Pesantren

Pesantren Darut Taqwa Dibangun pada Masa Penjajahan

NU Online  ·  Kamis, 22 Januari 2015 | 02:08 WIB

Probolinggo, NU Online
Masjid di Pesantren Darut Taqwa d Desa Kedungrejoso Kecamatan Kotaanyar Kabupaten Probolinggo dibangun pada tahun 1927 silam. Bangunan masjid ini merupakan saksi sejarah dari cikal bakal berdirinya dan perkembangan pesantren tersebut sejak era penjajahan silam.
<>
Dari Kota Kraksaan untuk menuju pesantren ini harus menempuh jarak sejauh sekitar 10 km. Jarak tersebut bisa ditempuh dengan menggunakan sepeda motor atau mobil. Pesantren Darut Taqwa dibangun secara gotong royong pada masa penjajahan.

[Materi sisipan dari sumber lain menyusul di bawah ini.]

use crate::models::{RecommendResponse, DIETARY_OPTIONS};
use html_escape::encode_text;

const HEAD: &str = r#"<!DOCTYPE html>
<html lang="en">
<head>
<meta charset="UTF-8">
<title>Meal Recommendation</title>
<meta name="viewport" content="width=device-width, initial-scale=1.0">
<style>
body { font-family: "Segoe UI", Roboto, Arial, sans-serif; background: #f5f7fa; display: flex; justify-content: center; }
.card { background: #fff; max-width: 520px; width: 100%; border-radius: 16px; padding: 32px; margin-top: 40px; }
label { font-weight: 600; display: block; margin-bottom: 6px; }
input, select { width: 100%; padding: 12px; margin-bottom: 16px; border-radius: 8px; border: 1px solid #cbd5e0; }
button { width: 100%; background: #667eea; color: #fff; border: none; padding: 14px; border-radius: 10px; font-size: 16px; }
.badge { background: #edf2f7; padding: 4px 10px; border-radius: 999px; font-size: 12px; margin-left: 6px; }
.results { margin-top: 28px; border-top: 1px solid #e2e8f0; padding-top: 20px; }
</style>
</head>
<body>
<div class="card">
<h2>Meal Recommendation</h2>
"#;

const NOTES: &str = r#"<div class="meal">
<strong>Notes</strong>
<ul>
<li><strong>Eat good, feel good, live good.</strong></li>
<li>Having nutritious food at the right time is crucial for optimizing metabolism, sustaining energy, and supporting long-term health.</li>
<li><strong>Meal Timing Guidelines:</strong></li>
<li>Breakfast: <strong>Before 9 AM</strong></li>
<li>Lunch: <strong>1 – 2 PM</strong></li>
<li>Snacks: <strong>3 – 4 PM</strong></li>
<li>Dinner: <strong>Before 7 – 8 PM</strong></li>
</ul>
</div>
"#;

/// Render the form page, with results below it when present
///
/// Each meal slot shows at most `display_limit` suggestions.
pub fn render(result: Option<&RecommendResponse>, display_limit: usize) -> String {
    let mut html = String::from(HEAD);

    html.push_str(
        "<form method=\"post\">\n\
         <label>Height (cm)</label>\n\
         <input type=\"number\" name=\"height\" step=\"0.1\" required>\n\
         <label>Weight (kg)</label>\n\
         <input type=\"number\" name=\"weight\" step=\"0.1\" required>\n\
         <label>Dietary Preference</label>\n\
         <select name=\"dietary_preference\">\n\
         <option value=\"\">No preference</option>\n",
    );
    for option in DIETARY_OPTIONS {
        html.push_str(&format!("<option value=\"{0}\">{0}</option>\n", option));
    }
    html.push_str("</select>\n<button type=\"submit\">Get Recommendations</button>\n</form>\n");

    if let Some(result) = result {
        html.push_str("<div class=\"results\">\n");
        html.push_str(&format!("<p><strong>BMI:</strong> {}</p>\n", result.bmi));
        html.push_str(&format!(
            "<p><strong>Category:</strong> {} <span class=\"badge\">{}</span></p>\n",
            encode_text(&result.bmi_category),
            encode_text(&result.daily_calorie_target)
        ));

        for (slot, items) in result.recommended_meals.slots() {
            html.push_str(&format!("<div class=\"meal\">\n<strong>{}</strong>\n<ul>\n", slot));
            for item in items.iter().take(display_limit) {
                html.push_str(&format!("<li>{}</li>\n", encode_text(item)));
            }
            html.push_str("</ul>\n</div>\n");
        }

        html.push_str(NOTES);
        html.push_str("</div>\n");
    }

    html.push_str("</div>\n</body>\n</html>\n");
    html
}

Pesantren Darut Taqwa saat ini mempunyai lembaga pendidikan diniyah dan umum. Lembaga pendidikan umum/formal yang berdiri terdiri dari SMP dan SMA Darut Taqwa. Sementara pendidikan diniyah dilangsungkan pada sore dan malam hari.

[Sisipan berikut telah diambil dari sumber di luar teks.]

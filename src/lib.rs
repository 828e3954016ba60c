//! BMI Meals - BMI classification and meal recommendation service
//!
//! This library classifies a height/weight pair into a BMI category and
//! suggests meals from a static nutrition dataset, filtered by the
//! category's preferred clusters and an optional dietary preference.

pub mod config;
pub mod core;
pub mod models;
pub mod routes;
pub mod services;

// Re-export commonly used types
pub use core::{classify, BmiError, Recommendation, Recommender};
pub use models::{BmiCategory, BmiResult, MealRecord, RecommendedMeals, RecommendRequest, RecommendResponse};
pub use services::{Dataset, DatasetError};
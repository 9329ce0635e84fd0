use anyhow::{Context, Result};
use language_translator::{config, server};
use std::sync::Arc;
use tracing::info;

#[tokio::main]
async fn main() -> Result<()> {
    // Load .env file (ignored when absent)
    let _ = dotenvy::dotenv();

    // Initialize logging
    tracing_subscriber::fmt()
        .with_env_filter(
            tracing_subscriber::EnvFilter::from_default_env()
                .add_directive("language_translator=info".parse()?),
        )
        .init();

    let config = config::Config::from_env()?;
    info!(
        "Usage ledger: {}, history log: {}",
        config.usage_ledger_path.display(),
        config.history_log_path.display()
    );

    let state = Arc::new(server::AppState::from_config(&config)?);
    let app = server::router(state);

    let addr = config.bind_addr();
    let listener = tokio::net::TcpListener::bind(addr)
        .await
        .with_context(|| format!("Failed to bind to {}", addr))?;
    info!("Translator listening on http://{}", addr);

    axum::serve(listener, app)
        .with_graceful_shutdown(shutdown_signal())
        .await
        .context("Server error")?;

    info!("Shut down");
    Ok(())
}

async fn shutdown_signal() {
    if let Err(e) = tokio::signal::ctrl_c().await {
        tracing::error!("Failed to listen for shutdown signal: {}", e);
        // Keep serving; the process can still be killed
        std::future::pending::<()>().await;
    }
}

“Tidak ada yang berbeda dengan kegiatan perkembangan di pesantren ini. Hanya saja pendidikan disini ada tambahannya. Yakni sekolah agama,” ungkap putra ketiga Pengasuh Pesantren Darut Taqwa KH. Wahyu Khoirul Anwar, Rabu (21/1).

Pembelajaran informal yang diberikan kepada santri meliputi nahwu, sharraf, baca kitab kuning, tafsir dan pelajaran agama lainnya. Pendidikan informal ini terdiri dari tiga tingkatan. Yakni tingkat ula (awal), wustho (pertengahan) dan ulya (atas). Selain mendidik santri melalui jalur formal dan informal, pesantren ini juga tetap menjaga silaturahim dengan masyarakat.

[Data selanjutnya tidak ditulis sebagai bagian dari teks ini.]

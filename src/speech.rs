use crate::retry::{is_retryable, with_retry_if, RetryConfig, UpstreamStatus};
use anyhow::{Context, Result};
use async_trait::async_trait;
use tracing::debug;

/// Longest text the TTS endpoint accepts in one request
pub const MAX_CHUNK_CHARS: usize = 200;

/// Text-to-speech collaborator. Returns encoded audio (MP3 for the Google client).
#[async_trait]
pub trait SpeechSynthesizer: Send + Sync {
    async fn synthesize(&self, text: &str, lang_code: &str) -> Result<Vec<u8>>;

    /// MIME type of the audio returned by `synthesize`
    fn content_type(&self) -> &'static str;
}

/// Client for the Google Translate TTS endpoint (`client=tw-ob`).
#[derive(Debug, Clone)]
pub struct GoogleSpeech {
    client: reqwest::Client,
    base_url: String,
    retry: RetryConfig,
}

impl GoogleSpeech {
    pub fn new(client: reqwest::Client, base_url: impl Into<String>) -> Self {
        Self {
            client,
            base_url: base_url.into(),
            retry: RetryConfig::interactive(),
        }
    }

    pub fn with_retry(mut self, retry: RetryConfig) -> Self {
        self.retry = retry;
        self
    }

    fn endpoint(&self) -> String {
        format!("{}/translate_tts", self.base_url.trim_end_matches('/'))
    }

    async fn fetch_chunk(
        &self,
        url: &str,
        chunk: &str,
        lang_code: &str,
        idx: usize,
        total: usize,
    ) -> Result<Vec<u8>> {
        let idx = idx.to_string();
        let total = total.to_string();
        let textlen = chunk.chars().count().to_string();

        with_retry_if(
            &self.retry,
            &format!("Speech chunk {}/{} ({})", idx, total, lang_code),
            || async {
                let response = self
                    .client
                    .get(url)
                    .query(&[
                        ("ie", "UTF-8"),
                        ("client", "tw-ob"),
                        ("tl", lang_code),
                        ("q", chunk),
                        ("idx", idx.as_str()),
                        ("total", total.as_str()),
                        ("textlen", textlen.as_str()),
                    ])
                    .send()
                    .await
                    .context("Failed to send request to speech service")?;

                let status = response.status();
                if !status.is_success() {
                    let body = response.text().await.unwrap_or_default();
                    return Err(anyhow::Error::new(UpstreamStatus {
                        service: "Speech",
                        status,
                        body,
                    }));
                }

                let bytes = response
                    .bytes()
                    .await
                    .context("Failed to read speech response body")?;
                Ok(bytes.to_vec())
            },
            is_retryable,
        )
        .await
    }
}

#[async_trait]
impl SpeechSynthesizer for GoogleSpeech {
    async fn synthesize(&self, text: &str, lang_code: &str) -> Result<Vec<u8>> {
        let chunks = chunk_text(text, MAX_CHUNK_CHARS);
        if chunks.is_empty() {
            anyhow::bail!("No text to speak");
        }

        let url = self.endpoint();
        let mut audio = Vec::new();
        // MP3 frames are self-delimiting, so the chunk bodies can simply be joined
        for (idx, chunk) in chunks.iter().enumerate() {
            let bytes = self
                .fetch_chunk(&url, chunk, lang_code, idx, chunks.len())
                .await?;
            if bytes.is_empty() {
                anyhow::bail!("Speech service returned no audio for chunk {}", idx + 1);
            }
            audio.extend_from_slice(&bytes);
        }

        debug!(
            "Synthesized {} bytes of speech in {} chunk(s) for {}",
            audio.len(),
            chunks.len(),
            lang_code
        );
        Ok(audio)
    }

    fn content_type(&self) -> &'static str {
        "audio/mpeg"
    }
}

/// Split `text` into pieces of at most `max_chars` characters.
///
/// Breaks on whitespace where possible; a single word longer than the limit
/// is cut at the character boundary. Whitespace-only input yields no chunks.
/// A limit of zero is treated as one.
pub fn chunk_text(text: &str, max_chars: usize) -> Vec<String> {
    let max_chars = max_chars.max(1);
    let mut chunks = Vec::new();
    let mut current = String::new();
    let mut current_len = 0;

    for word in text.split_whitespace() {
        let mut word: Vec<char> = word.chars().collect();

        // Hard-split words that can never fit
        while word.len() > max_chars {
            if !current.is_empty() {
                chunks.push(std::mem::take(&mut current));
                current_len = 0;
            }
            let rest = word.split_off(max_chars);
            chunks.push(word.into_iter().collect());
            word = rest;
        }

        if word.is_empty() {
            continue;
        }

        let needed = if current.is_empty() { word.len() } else { word.len() + 1 };
        if current_len + needed > max_chars {
            chunks.push(std::mem::take(&mut current));
            current_len = 0;
        }

        if !current.is_empty() {
            current.push(' ');
            current_len += 1;
        }
        current.extend(word.iter());
        current_len += word.len();
    }

    if !current.is_empty() {
        chunks.push(current);
    }
    chunks
}

#[cfg(test)]
mod tests {
    use super::*;
    use std::time::Duration;
    use wiremock::{
        matchers::{method, path, query_param},
        Mock, MockServer, ResponseTemplate,
    };

    fn speech(server: &MockServer) -> GoogleSpeech {
        GoogleSpeech::new(reqwest::Client::new(), server.uri())
            .with_retry(RetryConfig::new(2, Duration::from_millis(1)))
    }

    // ==================== chunk_text Tests ====================

    #[test]
    fn test_chunk_short_text() {
        assert_eq!(chunk_text("Bonjour le monde", 200), vec!["Bonjour le monde"]);
    }

    #[test]
    fn test_chunk_whitespace_only() {
        assert!(chunk_text("  \n\t ", 200).is_empty());
        assert!(chunk_text("", 200).is_empty());
    }

    #[test]
    fn test_chunk_breaks_on_whitespace() {
        assert_eq!(chunk_text("aaa bbb ccc", 7), vec!["aaa bbb", "ccc"]);
    }

    #[test]
    fn test_chunk_collapses_whitespace() {
        assert_eq!(chunk_text("a \n  b", 10), vec!["a b"]);
    }

    #[test]
    fn test_chunk_splits_long_word() {
        assert_eq!(chunk_text("abcdefghij", 4), vec!["abcd", "efgh", "ij"]);
    }

    #[test]
    fn test_chunk_long_word_after_short_one() {
        assert_eq!(chunk_text("hi abcdefgh", 4), vec!["hi", "abcd", "efgh"]);
    }

    #[test]
    fn test_chunk_zero_limit_splits_per_character() {
        assert_eq!(chunk_text("ab c", 0), vec!["a", "b", "c"]);
    }

    #[test]
    fn test_chunk_counts_characters_not_bytes() {
        let text = "नमस्ते दुनिया";
        let chunks = chunk_text(text, 6);
        assert!(chunks.iter().all(|c| c.chars().count() <= 6));
        assert_eq!(chunks.join(" "), text);
    }

    #[test]
    fn test_chunks_never_exceed_limit() {
        let text = "The quick brown fox jumps over the lazy dog ".repeat(20);
        let chunks = chunk_text(&text, MAX_CHUNK_CHARS);
        assert!(chunks.len() > 1);
        assert!(chunks.iter().all(|c| c.chars().count() <= MAX_CHUNK_CHARS));
        assert_eq!(chunks.join(" "), text.trim_end());
    }

    // ==================== Integration Tests with Wiremock ====================

    #[tokio::test]
    async fn test_synthesize_single_chunk() {
        let server = MockServer::start().await;
        Mock::given(method("GET"))
            .and(path("/translate_tts"))
            .and(query_param("client", "tw-ob"))
            .and(query_param("tl", "fr"))
            .and(query_param("q", "Bonjour"))
            .respond_with(ResponseTemplate::new(200).set_body_bytes(vec![0xFF, 0xFB, 0x90]))
            .expect(1)
            .mount(&server)
            .await;

        let audio = speech(&server).synthesize("Bonjour", "fr").await.unwrap();
        assert_eq!(audio, vec![0xFF, 0xFB, 0x90]);
    }

    #[tokio::test]
    async fn test_synthesize_joins_chunks_in_order() {
        let server = MockServer::start().await;
        Mock::given(method("GET"))
            .and(path("/translate_tts"))
            .and(query_param("idx", "0"))
            .respond_with(ResponseTemplate::new(200).set_body_bytes(vec![1, 2]))
            .mount(&server)
            .await;
        Mock::given(method("GET"))
            .and(path("/translate_tts"))
            .and(query_param("idx", "1"))
            .respond_with(ResponseTemplate::new(200).set_body_bytes(vec![3]))
            .mount(&server)
            .await;

        let text = format!("{} {}", "a".repeat(150), "b".repeat(150));
        let audio = speech(&server).synthesize(&text, "en").await.unwrap();
        assert_eq!(audio, vec![1, 2, 3]);
    }

    #[tokio::test]
    async fn test_synthesize_empty_text() {
        let server = MockServer::start().await;
        assert!(speech(&server).synthesize("   ", "en").await.is_err());
    }

    #[tokio::test]
    async fn test_synthesize_upstream_error() {
        let server = MockServer::start().await;
        Mock::given(method("GET"))
            .and(path("/translate_tts"))
            .respond_with(ResponseTemplate::new(404))
            .expect(1)
            .mount(&server)
            .await;

        let err = speech(&server).synthesize("Hola", "es").await.unwrap_err();
        assert!(err.to_string().contains("404"));
    }

    #[tokio::test]
    async fn test_synthesize_empty_audio() {
        let server = MockServer::start().await;
        Mock::given(method("GET"))
            .and(path("/translate_tts"))
            .respond_with(ResponseTemplate::new(200))
            .mount(&server)
            .await;

        assert!(speech(&server).synthesize("Hola", "es").await.is_err());
    }

    #[test]
    fn test_content_type() {
        let speech = GoogleSpeech::new(reqwest::Client::new(), "https://example.com");
        assert_eq!(speech.content_type(), "audio/mpeg");
        assert_eq!(speech.endpoint(), "https://example.com/translate_tts");
    }
}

“Masjid ini adalah saksi bisu perjalanan panjang pesantren ini. Didirikan oleh embah saya sekitar tahun 1927 atau pada masa penjajahan kolonial Belanda,” jelasnya.

Kiai Wahyu mengisahkan secara resmi pesantren tersebut berdiri pada tahun 1989. Namun jauh sebelumnya sekitar tahun 1800-an sudah berdiri pesantren yang diasuh KH Fathorrosyid. “Waktu itu masih berupa masjid. Insya Allah sejajar dengan Pesantren Zainul Hasan Genggong,” terangnya.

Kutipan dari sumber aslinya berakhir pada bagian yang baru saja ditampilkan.